Friday, March 29, 2019

"Stalag 17" + Tired

Sorry I missed ya again last night, but I had no movie to review. No one seems to be reading this blog lately anyway, and I am trying not to lose interest in writing it, but lately the hit counter reads zero a lot of the time. I used to always write for Elizabeth, but she has disappeared from social media. Going back to the Myspace days, and even further back to my original blog on Delphi way back in the early 2000s, I always had readers and sometimes a lot of them, even though I never received a single comment or acknowledgement on anything I've ever written. It's kinda weird being me, because the people who know me may have read my blogs over the years, but none of them will admit it because I talk about weird stuff like 1989, and that is a subject that they will read about, but just can't bring themselves to talk about.

I was always willing to write anyway, as long as I saw some hits on the page view counter. Now that Elizabeth is gone, the views have trickled down to nothing.
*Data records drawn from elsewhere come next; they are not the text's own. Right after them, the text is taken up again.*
use serde::{Deserialize, Serialize};

/// Credits granted at session start or refill.
pub const DEFAULT_CREDITS: u32 = 20;

#[derive(Debug, Clone, Copy, PartialEq, Eq, thiserror::Error)]
#[error("not enough credits: {required} needed, {available} left")]
pub struct InsufficientCredits {
    pub required: u32,
    pub available: u32,
}

/// Per-session counter of billable remote operations. Never negative.
#[derive(Debug, Clone, Copy, PartialEq, Eq, Serialize, Deserialize)]
#[serde(transparent)]
pub struct UsageCredits(u32);

impl Default for UsageCredits {
    fn default() -> Self {
        Self(DEFAULT_CREDITS)
    }
}

impl UsageCredits {
    pub fn new(remaining: u32) -> Self {
        Self(remaining)
    }

    pub fn remaining(&self) -> u32 {
        self.0
    }

    pub fn ensure(&self, required: u32) -> Result<(), InsufficientCredits> {
        let required = required.max(1);
        if self.0 < required {
            return Err(InsufficientCredits {
                required,
                available: self.0,
            });
        }
        Ok(())
    }

    /// Checks and deducts `count` in one step; nothing is deducted on failure.
    /// The deduction happens before the billable call is dispatched, so a
    /// failed call still costs its credit.
    pub fn spend(&mut self, count: u32) -> Result<u32, InsufficientCredits> {
        self.ensure(count)?;
        self.0 = self.0.saturating_sub(count.max(1));
        Ok(self.0)
    }

    pub fn refill(&mut self, amount: u32) {
        self.0 = amount;
    }
}
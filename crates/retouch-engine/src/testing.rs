//! Scripted collaborators shared by the unit tests.

use std::collections::VecDeque;
use std::sync::{Arc, Mutex};

use anyhow::{anyhow, bail};
use image::{Rgba, RgbaImage};
use retouch_contracts::ImageBlob;

use crate::compositor::encode_png;
use crate::gateway::{EditProvider, ProviderReply, ProviderRequest};
use crate::voice::{AudioClip, IntentInterpreter, Microphone, RawIntent, Transcriber};

pub(crate) fn png(width: u32, height: u32, color: [u8; 4]) -> ImageBlob {
    let pixels = RgbaImage::from_pixel(width, height, Rgba(color));
    match encode_png(&pixels, "test.png".to_string()) {
        Ok(blob) => blob,
        Err(err) => panic!("test png encode failed: {err}"),
    }
}

enum Scripted {
    Reply(ProviderReply),
    Error(String),
}

/// Provider registered as `dryrun` that answers from a queue and records
/// every request it receives.
#[derive(Clone, Default)]
pub(crate) struct ScriptedProvider {
    replies: Arc<Mutex<VecDeque<Scripted>>>,
    requests: Arc<Mutex<Vec<ProviderRequest>>>,
}

impl ScriptedProvider {
    pub(crate) fn new() -> Self {
        Self::default()
    }

    pub(crate) fn push_reply(&self, reply: ProviderReply) {
        self.queue().push_back(Scripted::Reply(reply));
    }

    pub(crate) fn push_image(&self, image: ImageBlob) {
        self.push_reply(ProviderReply {
            images: vec![image],
            finish_reason: Some("STOP".to_string()),
            ..ProviderReply::default()
        });
    }

    pub(crate) fn push_text(&self, text: &str) {
        self.push_reply(ProviderReply {
            text: Some(text.to_string()),
            finish_reason: Some("STOP".to_string()),
            ..ProviderReply::default()
        });
    }

    pub(crate) fn push_error(&self, message: &str) {
        self.queue().push_back(Scripted::Error(message.to_string()));
    }

    pub(crate) fn requests(&self) -> Vec<ProviderRequest> {
        match self.requests.lock() {
            Ok(rows) => rows.clone(),
            Err(poisoned) => poisoned.into_inner().clone(),
        }
    }

    fn queue(&self) -> std::sync::MutexGuard<'_, VecDeque<Scripted>> {
        match self.replies.lock() {
            Ok(guard) => guard,
            Err(poisoned) => poisoned.into_inner(),
        }
    }
}

impl EditProvider for ScriptedProvider {
    fn name(&self) -> &str {
        "dryrun"
    }

    fn generate(&self, request: &ProviderRequest) -> anyhow::Result<ProviderReply> {
        if let Ok(mut rows) = self.requests.lock() {
            rows.push(request.clone());
        }
        match self.queue().pop_front() {
            Some(Scripted::Reply(reply)) => Ok(reply),
            Some(Scripted::Error(message)) => Err(anyhow!(message)),
            None => bail!("scripted provider has no reply queued"),
        }
    }
}

#[derive(Default)]
struct MicState {
    audio: Vec<u8>,
    denied: bool,
    active: bool,
}

#[derive(Clone, Default)]
pub(crate) struct FakeMicrophone {
    state: Arc<Mutex<MicState>>,
}

impl FakeMicrophone {
    pub(crate) fn with_audio(audio: Vec<u8>) -> Self {
        Self {
            state: Arc::new(Mutex::new(MicState {
                audio,
                ..MicState::default()
            })),
        }
    }

    pub(crate) fn denied() -> Self {
        Self {
            state: Arc::new(Mutex::new(MicState {
                denied: true,
                ..MicState::default()
            })),
        }
    }

    pub(crate) fn is_active(&self) -> bool {
        self.state.lock().map(|state| state.active).unwrap_or(false)
    }
}

impl Microphone for FakeMicrophone {
    fn acquire(&mut self) -> anyhow::Result<()> {
        let mut state = self.state.lock().map_err(|_| anyhow!("mic state poisoned"))?;
        if state.denied {
            bail!("permission denied by user");
        }
        state.active = true;
        Ok(())
    }

    fn take_chunks(&mut self) -> Vec<Vec<u8>> {
        match self.state.lock() {
            Ok(state) if state.active && !state.audio.is_empty() => vec![state.audio.clone()],
            _ => Vec::new(),
        }
    }

    fn mime_type(&self) -> &str {
        "audio/webm"
    }

    fn release(&mut self) {
        if let Ok(mut state) = self.state.lock() {
            state.active = false;
        }
    }
}

pub(crate) enum FakeTranscriber {
    Saying(String),
    Failing(String),
}

impl FakeTranscriber {
    pub(crate) fn saying(text: &str) -> Self {
        Self::Saying(text.to_string())
    }

    pub(crate) fn failing(message: &str) -> Self {
        Self::Failing(message.to_string())
    }
}

impl Transcriber for FakeTranscriber {
    fn transcribe(&self, clip: &AudioClip) -> anyhow::Result<String> {
        if clip.is_empty() {
            bail!("empty clip reached the transcriber");
        }
        match self {
            Self::Saying(text) => Ok(text.clone()),
            Self::Failing(message) => Err(anyhow!(message.clone())),
        }
    }
}

#[derive(Clone)]
pub(crate) struct FakeInterpreter {
    answer: Result<RawIntent, String>,
    calls: Arc<Mutex<usize>>,
}

impl FakeInterpreter {
    pub(crate) fn answering(tool: &str, prompt: &str) -> Self {
        Self {
            answer: Ok(RawIntent {
                tool: tool.to_string(),
                prompt: prompt.to_string(),
            }),
            calls: Arc::default(),
        }
    }

    pub(crate) fn failing(message: &str) -> Self {
        Self {
            answer: Err(message.to_string()),
            calls: Arc::default(),
        }
    }

    pub(crate) fn calls(&self) -> usize {
        self.calls.lock().map(|calls| *calls).unwrap_or(0)
    }
}

impl IntentInterpreter for FakeInterpreter {
    fn interpret(&self, _transcript: &str) -> anyhow::Result<RawIntent> {
        if let Ok(mut calls) = self.calls.lock() {
            *calls += 1;
        }
        self.answer.clone().map_err(|message| anyhow!(message))
    }
}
I will try to keep writing anyway, even though I am aware that my reviews of old movies may not be the most exciting things to read. :)

I did watch a movie tonight : "Stalag 17" (1953), the classic prisoner of war story directed by the great Billy Wilder. This is another film that "you would think I'd have seen", but I hadn't until tonight. Those of us who grew up with 1960s television comedies might know that it was the inspiration for the popular series "Hogan's Heroes", a show that I was a middling fan of as a kid. Because it was a sitcom, "Hogan's Heroes" felt incongruous to me, since my Dad had steeped me in theatrical release WW2 films, which might have had the typical Brooklyn Wisecracking Character making jokes between battle scenes, but which in general were long on combat and short on comic relief. In the movies, war was generally not funny. So I watched "Hogan's Heroes" as a six year old, and thought it was okay, but I didn't love it the way I loved a truly funny show like "Gilligan's Island", because I guess I didn't get the mix of humor and war. Or maybe in retrospect the show just wasn't that well done.
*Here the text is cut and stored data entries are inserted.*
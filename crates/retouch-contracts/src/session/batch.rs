use serde::{Deserialize, Serialize};
use uuid::Uuid;

use crate::blob::ImageBlob;

#[derive(Debug, Clone, Copy, PartialEq, Eq, Serialize, Deserialize)]
#[serde(rename_all = "snake_case")]
pub enum BatchStatus {
    Pending,
    Processing,
    Done,
    Error,
}

impl BatchStatus {
    pub fn as_str(&self) -> &'static str {
        match self {
            BatchStatus::Pending => "pending",
            BatchStatus::Processing => "processing",
            BatchStatus::Done => "done",
            BatchStatus::Error => "error",
        }
    }

    pub fn is_terminal(&self) -> bool {
        matches!(self, BatchStatus::Done | BatchStatus::Error)
    }
}

#[derive(Debug, Clone, PartialEq)]
pub struct BatchItem {
    pub id: String,
    pub original: ImageBlob,
    pub processed: Option<ImageBlob>,
    pub status: BatchStatus,
    pub error: Option<String>,
}

impl BatchItem {
    pub fn new(original: ImageBlob) -> Self {
        Self {
            id: Uuid::new_v4().to_string(),
            original,
            processed: None,
            status: BatchStatus::Pending,
            error: None,
        }
    }
}

/// Images of one batch session, processed in order.
#[derive(Debug, Clone, PartialEq, Default)]
pub struct BatchRun {
    items: Vec<BatchItem>,
}

impl BatchRun {
    pub fn new(images: Vec<ImageBlob>) -> Self {
        Self {
            items: images.into_iter().map(BatchItem::new).collect(),
        }
    }

    pub fn items(&self) -> &[BatchItem] {
        &self.items
    }

    pub fn len(&self) -> usize {
        self.items.len()
    }

    pub fn is_empty(&self) -> bool {
        self.items.is_empty()
    }

    pub fn pending_indices(&self) -> Vec<usize> {
        self.items
            .iter()
            .enumerate()
            .filter(|(_, item)| item.status == BatchStatus::Pending)
            .map(|(idx, _)| idx)
            .collect()
    }

    pub fn count(&self, status: BatchStatus) -> usize {
        self.items
            .iter()
            .filter(|item| item.status == status)
            .count()
    }

    /// True once no item is waiting or in flight.
    pub fn is_settled(&self) -> bool {
        self.items.iter().all(|item| item.status.is_terminal())
    }

    /// pending -> processing. Returns the image to process, or `None` when the
    /// item is not pending.
    pub fn start(&mut self, index: usize) -> Option<ImageBlob> {
        let item = self.items.get_mut(index)?;
        if item.status != BatchStatus::Pending {
            return None;
        }
        item.status = BatchStatus::Processing;
        Some(item.original.clone())
    }

    /// processing -> done. Ignored for items that are not in flight.
    pub fn complete(&mut self, index: usize, processed: ImageBlob) -> bool {
        let Some(item) = self.in_flight(index) else {
            return false;
        };
        item.status = BatchStatus::Done;
        item.processed = Some(processed);
        item.error = None;
        true
    }

    /// processing -> error. Ignored for items that are not in flight.
    pub fn fail(&mut self, index: usize, message: impl Into<String>) -> bool {
        let Some(item) = self.in_flight(index) else {
            return false;
        };
        item.status = BatchStatus::Error;
        item.processed = None;
        item.error = Some(message.into());
        true
    }

    /// Returns every item to pending so the batch can run with another operation.
    pub fn reset(&mut self) {
        for item in &mut self.items {
            item.status = BatchStatus::Pending;
            item.processed = None;
            item.error = None;
        }
    }

    fn in_flight(&mut self, index: usize) -> Option<&mut BatchItem> {
        self.items
            .get_mut(index)
            .filter(|item| item.status == BatchStatus::Processing)
    }
}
"Stalag 17", however, is a classic of the first order. Ironically, for the first hour it features almost non-stop humor and wisecracking, by most of the characters in the prison bunker, all American sergeants who have been grouped together by rank. In addition to directing, Wilder also co-wrote the script. So great was his talent as a screenwriter that it surpassed even his expertise as a director, all of which means that in this case, his comedic take on life in a German prison camp is not going to be the story in total, but only a lead-in to a much more serious and deadly plot.

William Holden won a Best Actor Oscar for his role as a big shot in the sergeants dormitory. He has a cache of goods ranging from radios to cigarettes and booze, all of which he has traded for with his captors, including a "Sgt. Schultz" who became a character on "Hogan's Heroes".

But there is a spy in the dorm. Two men try to escape and are killed. It is obvious they were set up and the Germans were tipped off. Holden is suspected of being the spy and has to hold off his accusers, led by fellow prisoner Neville Brand, who is ready to cut his throat.

You can see what a great screenwriter and director Billy Wilder was in the way he gradually bleeds the humor out of the situation while slowly blending in and building the deadly serious aspect of a conspirator : one prisoner who is selling out escape information on his fellow American soldiers in order to receive easy treatment from his German captors.

Suddenly the laughs drain away and the movie becomes as real as any of the WW2 dramas we are familiar with that do not have a comedic element.

I can tell you no more, and I must admit that I am dog tired these past few nights, so I hope that this review and those from the last week or so have made some measure of sense.

To sum up, "Stalag 17", even though it starts out with a light hearted comedic theme (which doubtlessly influenced "MASH" as well), moves through that facade - which is only gallows humor anyway - to the deeper issue of the prisoners' immediate situation, which is life or death.

Will they rise up to find the spy in their midst? Will they continue to blame William Holden for their troubles, and is he indeed the traitor who has gotten his fellow soldiers killed? ////

One of the great endings in War Movie History will tell the tale.

My job takes everything I've got nowdays. I don't get out on hikes very often and concerts are a rare thing, but I am giving it all I've got, and i am maintaining my focus on getting to the truth of 1989, which in the long run will have been the greatest effort I have put forth in my life. Those who have kept the truth hidden have cost me enormously in terms of life energy I have spent, and in the amount of psychological difficulty I have experienced.

But in the long run, I will be successful. The truth will be told one day, and the folks who have kept silent will not be able to hide behind that veneer any longer.